Assigned task. Only the lines holding "through" are wanted. Copy every one from the records below.

[Saved entries]
BEGIN
//! Output macros for [`Message`](super::Message) values.
//!
//! In debug mode (`LENSLOG_DEBUG` or `RUST_LOG` set) every macro logs through
//! `tracing` at the matching level. Otherwise messages go to the console with
//! an icon prefix: errors to stderr, everything else to stdout. `msg_debug!`
//! prints nothing outside debug mode.
//!
//! Passing `true` as the second argument surrounds the message with blank
//! lines.
//!
//! ## Levels
//!
//! | Macro | Console | Debug mode |
//! |---|---|---|
//! | `msg_print!` | plain stdout | `info` |
//! | `msg_success!` | stdout with a check mark | `info` |
//! | `msg_info!` | stdout with an info sign | `info` |
//! | `msg_warning!` | stdout with a warning sign | `warn` |
//! | `msg_error!` | stderr with a cross | `error` |
//! | `msg_debug!` | nothing | `debug` |
//!
//! `msg_error_anyhow!` and `msg_bail_anyhow!` do not print; they turn a
//! message into an `anyhow::Error`, the latter returning it from the current
//! function.
//!
//! ```rust
//! use lenslog::libs::messages::Message;
//! use lenslog::{msg_info, msg_success};
//!
//! msg_success!(Message::PrescriptionSaved);
//! msg_info!(Message::HistoryEmpty, true);
//! ```

use std::sync::OnceLock;

static DEBUG_MODE: OnceLock<bool> = OnceLock::new();

/// Whether output should go through `tracing`. Read once per process.
#[doc(hidden)]
pub fn is_debug_mode() -> bool {
    *DEBUG_MODE.get_or_init(|| std::env::var("LENSLOG_DEBUG").is_ok() || std::env::var("RUST_LOG").is_ok())
}

#[macro_export]
macro_rules! msg_print {
    ($msg:expr) => {
        if $crate::libs::messages::macros::is_debug_mode() {
            tracing::info!("{}", $msg);
        } else {
            println!("{}", $msg);
        }
    };
    ($msg:expr, true) => {
        if $crate::libs::messages::macros::is_debug_mode() {
            tracing::info!("\n{}\n", $msg);
        } else {
            println!("\n{}\n", $msg);
        }
    };
}

#[macro_export]
macro_rules! msg_success {
    ($msg:expr) => {
        if $crate::libs::messages::macros::is_debug_mode() {
            tracing::info!("✅ {}", $msg);
        } else {
            println!("✅ {}", $msg);
        }
    };
    ($msg:expr, true) => {
        if $crate::libs::messages::macros::is_debug_mode() {
            tracing::info!("\n✅ {}\n", $msg);
        } else {
            println!("\n✅ {}\n", $msg);
        }
    };
}

#[macro_export]
macro_rules! msg_error {
    ($msg:expr) => {
        if $crate::libs::messages::macros::is_debug_mode() {
            tracing::error!("❌ {}", $msg);
        } else {
            eprintln!("❌ {}", $msg);
        }
    };
    ($msg:expr, true) => {
        if $crate::libs::messages::macros::is_debug_mode() {
            tracing::error!("\n❌ {}\n", $msg);
        } else {
            eprintln!("\n❌ {}\n", $msg);
        }
    };
}

#[macro_export]
macro_rules! msg_warning {
    ($msg:expr) => {
        if $crate::libs::messages::macros::is_debug_mode() {
            tracing::warn!("⚠️ {}", $msg);
        } else {
            println!("⚠️ {}", $msg);
        }
    };
    ($msg:expr, true) => {
        if $crate::libs::messages::macros::is_debug_mode() {
            tracing::warn!("\n⚠️ {}\n", $msg);
        } else {
            println!("\n⚠️ {}\n", $msg);
        }
    };
}

#[macro_export]
macro_rules! msg_info {
    ($msg:expr) => {
        if $crate::libs::messages::macros::is_debug_mode() {
            tracing::info!("ℹ️ {}", $msg);
        } else {
            println!("ℹ️ {}", $msg);
        }
    };
    ($msg:expr, true) => {
        if $crate::libs::messages::macros::is_debug_mode() {
            tracing::info!("\nℹ️ {}\n", $msg);
        } else {
            println!("\nℹ️ {}\n", $msg);
        }
    };
}

#[macro_export]
macro_rules! msg_debug {
    ($msg:expr) => {
        if $crate::libs::messages::macros::is_debug_mode() {
            tracing::debug!("🔍 {}", $msg);
        }
    };
}

/// Builds an `anyhow::Error` from a message.
#[macro_export]
macro_rules! msg_error_anyhow {
    ($msg:expr) => {
        anyhow::anyhow!("{}", $msg)
    };
}

/// Returns early with an `anyhow::Error` built from a message.
#[macro_export]
macro_rules! msg_bail_anyhow {
    ($msg:expr) => {
        anyhow::bail!("{}", $msg)
    };
}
END
Final answer.
//! In debug mode (`LENSLOG_DEBUG` or `RUST_LOG` set) every macro logs through
/// Whether output should go through `tracing`. Read once per process.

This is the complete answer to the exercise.